- **Work to complete**
Show each line from the records below in which the word "channel" occurs.

= Beginning of Section =

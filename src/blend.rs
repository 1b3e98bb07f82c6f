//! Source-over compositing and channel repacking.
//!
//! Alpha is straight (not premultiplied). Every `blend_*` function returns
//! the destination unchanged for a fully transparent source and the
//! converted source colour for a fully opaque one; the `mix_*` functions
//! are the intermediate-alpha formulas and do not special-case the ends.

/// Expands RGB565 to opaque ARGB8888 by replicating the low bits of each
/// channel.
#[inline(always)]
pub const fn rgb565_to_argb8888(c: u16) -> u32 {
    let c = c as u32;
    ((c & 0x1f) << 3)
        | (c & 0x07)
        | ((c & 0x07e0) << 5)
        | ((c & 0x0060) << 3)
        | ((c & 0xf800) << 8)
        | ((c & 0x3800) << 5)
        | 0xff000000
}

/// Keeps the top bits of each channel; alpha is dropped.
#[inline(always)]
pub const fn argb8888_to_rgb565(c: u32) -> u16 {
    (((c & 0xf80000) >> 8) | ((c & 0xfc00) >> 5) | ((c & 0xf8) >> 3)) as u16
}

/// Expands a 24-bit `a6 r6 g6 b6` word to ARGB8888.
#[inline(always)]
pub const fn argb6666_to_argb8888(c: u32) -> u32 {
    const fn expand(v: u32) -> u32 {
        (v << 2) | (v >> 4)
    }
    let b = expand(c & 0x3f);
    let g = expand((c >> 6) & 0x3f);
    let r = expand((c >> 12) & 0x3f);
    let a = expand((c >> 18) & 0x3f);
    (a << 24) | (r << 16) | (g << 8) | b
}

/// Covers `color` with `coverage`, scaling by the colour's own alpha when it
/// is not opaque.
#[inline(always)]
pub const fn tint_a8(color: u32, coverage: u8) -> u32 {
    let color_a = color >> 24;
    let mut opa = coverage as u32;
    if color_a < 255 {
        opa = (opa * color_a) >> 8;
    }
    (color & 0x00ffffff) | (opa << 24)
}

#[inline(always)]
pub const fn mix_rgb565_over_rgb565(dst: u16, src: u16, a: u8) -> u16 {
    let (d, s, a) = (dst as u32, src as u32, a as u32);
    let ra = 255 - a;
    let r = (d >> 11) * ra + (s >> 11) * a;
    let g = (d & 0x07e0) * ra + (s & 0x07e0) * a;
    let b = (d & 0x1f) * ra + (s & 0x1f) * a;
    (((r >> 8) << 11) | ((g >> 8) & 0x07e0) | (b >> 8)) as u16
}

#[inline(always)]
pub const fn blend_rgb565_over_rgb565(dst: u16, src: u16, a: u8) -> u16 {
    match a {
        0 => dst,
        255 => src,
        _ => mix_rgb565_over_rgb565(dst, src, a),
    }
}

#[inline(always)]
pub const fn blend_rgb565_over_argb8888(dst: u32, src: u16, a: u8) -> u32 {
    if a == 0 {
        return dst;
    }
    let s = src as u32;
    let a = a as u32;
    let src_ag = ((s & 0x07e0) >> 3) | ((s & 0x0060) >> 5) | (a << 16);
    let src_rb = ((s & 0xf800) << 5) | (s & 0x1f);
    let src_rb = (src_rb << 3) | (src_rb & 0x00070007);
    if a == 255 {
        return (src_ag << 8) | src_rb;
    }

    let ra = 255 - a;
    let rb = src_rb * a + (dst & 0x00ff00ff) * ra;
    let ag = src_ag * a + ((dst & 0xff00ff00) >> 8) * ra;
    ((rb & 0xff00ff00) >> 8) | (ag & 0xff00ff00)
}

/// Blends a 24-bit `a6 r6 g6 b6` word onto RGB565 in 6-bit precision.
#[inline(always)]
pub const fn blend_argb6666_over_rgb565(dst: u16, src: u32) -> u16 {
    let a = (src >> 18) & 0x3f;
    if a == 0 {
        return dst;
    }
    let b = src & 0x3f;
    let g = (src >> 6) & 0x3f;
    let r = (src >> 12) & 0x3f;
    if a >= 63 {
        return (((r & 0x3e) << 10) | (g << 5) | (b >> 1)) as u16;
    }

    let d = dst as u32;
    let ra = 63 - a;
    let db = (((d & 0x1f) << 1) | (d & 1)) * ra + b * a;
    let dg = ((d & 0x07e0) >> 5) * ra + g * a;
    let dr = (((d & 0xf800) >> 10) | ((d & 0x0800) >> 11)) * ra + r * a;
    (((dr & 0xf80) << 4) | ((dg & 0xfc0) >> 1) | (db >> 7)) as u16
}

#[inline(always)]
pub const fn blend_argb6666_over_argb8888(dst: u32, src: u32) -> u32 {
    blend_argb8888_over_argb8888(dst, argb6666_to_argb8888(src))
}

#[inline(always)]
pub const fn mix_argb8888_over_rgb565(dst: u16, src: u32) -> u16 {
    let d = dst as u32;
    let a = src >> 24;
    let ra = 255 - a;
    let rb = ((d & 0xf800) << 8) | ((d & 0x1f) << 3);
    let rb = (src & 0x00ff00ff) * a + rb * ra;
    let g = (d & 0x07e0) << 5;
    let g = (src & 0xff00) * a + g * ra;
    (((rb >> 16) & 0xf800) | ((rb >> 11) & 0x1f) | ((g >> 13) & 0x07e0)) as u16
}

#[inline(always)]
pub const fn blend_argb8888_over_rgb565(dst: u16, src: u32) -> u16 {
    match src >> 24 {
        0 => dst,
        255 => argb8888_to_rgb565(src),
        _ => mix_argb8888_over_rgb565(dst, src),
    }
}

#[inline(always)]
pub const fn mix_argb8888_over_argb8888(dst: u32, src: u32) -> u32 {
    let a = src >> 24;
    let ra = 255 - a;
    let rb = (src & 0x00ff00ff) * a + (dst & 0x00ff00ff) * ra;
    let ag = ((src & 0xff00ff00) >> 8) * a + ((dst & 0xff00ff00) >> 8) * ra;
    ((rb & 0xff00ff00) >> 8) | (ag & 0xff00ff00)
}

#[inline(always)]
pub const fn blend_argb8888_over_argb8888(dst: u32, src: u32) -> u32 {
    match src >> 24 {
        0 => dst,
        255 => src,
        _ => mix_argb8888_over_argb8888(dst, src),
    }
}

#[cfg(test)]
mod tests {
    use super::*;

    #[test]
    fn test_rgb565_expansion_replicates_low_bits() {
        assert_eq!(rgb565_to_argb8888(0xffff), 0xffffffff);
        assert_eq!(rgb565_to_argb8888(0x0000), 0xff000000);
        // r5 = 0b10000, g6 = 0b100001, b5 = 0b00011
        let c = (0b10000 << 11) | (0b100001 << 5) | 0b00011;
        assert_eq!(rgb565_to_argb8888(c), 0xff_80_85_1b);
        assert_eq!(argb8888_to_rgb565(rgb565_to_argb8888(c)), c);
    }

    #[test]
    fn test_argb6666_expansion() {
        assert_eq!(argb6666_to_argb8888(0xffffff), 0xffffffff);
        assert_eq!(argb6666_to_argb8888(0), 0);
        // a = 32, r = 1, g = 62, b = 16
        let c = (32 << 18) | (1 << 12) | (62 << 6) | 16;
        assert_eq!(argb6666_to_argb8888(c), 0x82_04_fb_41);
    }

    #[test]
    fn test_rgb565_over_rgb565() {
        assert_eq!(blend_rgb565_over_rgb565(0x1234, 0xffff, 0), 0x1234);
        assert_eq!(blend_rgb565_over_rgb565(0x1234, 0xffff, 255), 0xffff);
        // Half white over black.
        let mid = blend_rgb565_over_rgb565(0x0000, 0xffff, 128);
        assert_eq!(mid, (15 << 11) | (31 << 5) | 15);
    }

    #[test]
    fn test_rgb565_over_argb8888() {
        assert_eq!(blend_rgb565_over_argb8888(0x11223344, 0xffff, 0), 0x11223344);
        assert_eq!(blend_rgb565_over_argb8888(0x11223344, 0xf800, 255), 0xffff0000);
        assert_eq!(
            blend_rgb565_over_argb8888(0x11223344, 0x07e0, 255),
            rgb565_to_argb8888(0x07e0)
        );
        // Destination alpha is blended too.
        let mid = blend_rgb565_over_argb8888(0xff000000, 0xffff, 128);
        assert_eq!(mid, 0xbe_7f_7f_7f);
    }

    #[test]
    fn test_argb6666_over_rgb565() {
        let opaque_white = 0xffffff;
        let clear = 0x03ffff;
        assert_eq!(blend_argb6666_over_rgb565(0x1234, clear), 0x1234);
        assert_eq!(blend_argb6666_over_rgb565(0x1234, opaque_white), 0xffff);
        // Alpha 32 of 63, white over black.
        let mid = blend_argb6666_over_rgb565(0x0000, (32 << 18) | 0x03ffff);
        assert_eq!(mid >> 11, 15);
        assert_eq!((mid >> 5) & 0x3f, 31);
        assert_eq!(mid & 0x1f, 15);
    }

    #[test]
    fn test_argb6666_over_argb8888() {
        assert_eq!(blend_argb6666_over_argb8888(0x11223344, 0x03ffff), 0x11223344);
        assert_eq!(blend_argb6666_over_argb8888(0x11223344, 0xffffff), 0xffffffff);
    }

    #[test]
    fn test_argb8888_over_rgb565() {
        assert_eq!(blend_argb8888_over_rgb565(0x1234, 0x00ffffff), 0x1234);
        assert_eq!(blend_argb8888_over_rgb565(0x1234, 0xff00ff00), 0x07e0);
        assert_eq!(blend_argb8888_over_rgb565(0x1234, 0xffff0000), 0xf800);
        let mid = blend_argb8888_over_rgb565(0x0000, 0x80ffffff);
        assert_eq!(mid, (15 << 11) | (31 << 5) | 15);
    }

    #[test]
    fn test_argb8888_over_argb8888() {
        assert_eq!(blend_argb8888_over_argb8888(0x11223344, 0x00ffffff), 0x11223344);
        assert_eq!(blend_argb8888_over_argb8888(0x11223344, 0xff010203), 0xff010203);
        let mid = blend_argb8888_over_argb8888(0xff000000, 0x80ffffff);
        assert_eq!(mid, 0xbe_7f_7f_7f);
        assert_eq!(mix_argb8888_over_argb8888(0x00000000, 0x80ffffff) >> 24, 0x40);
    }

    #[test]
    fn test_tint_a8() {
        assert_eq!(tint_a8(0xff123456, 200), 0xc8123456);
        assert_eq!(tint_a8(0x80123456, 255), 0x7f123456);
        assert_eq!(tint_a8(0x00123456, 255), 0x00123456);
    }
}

= End of Section =

- **Exercise result**
//! Source-over compositing and channel repacking.
/// channel.
/// Keeps the top bits of each channel; alpha is dropped.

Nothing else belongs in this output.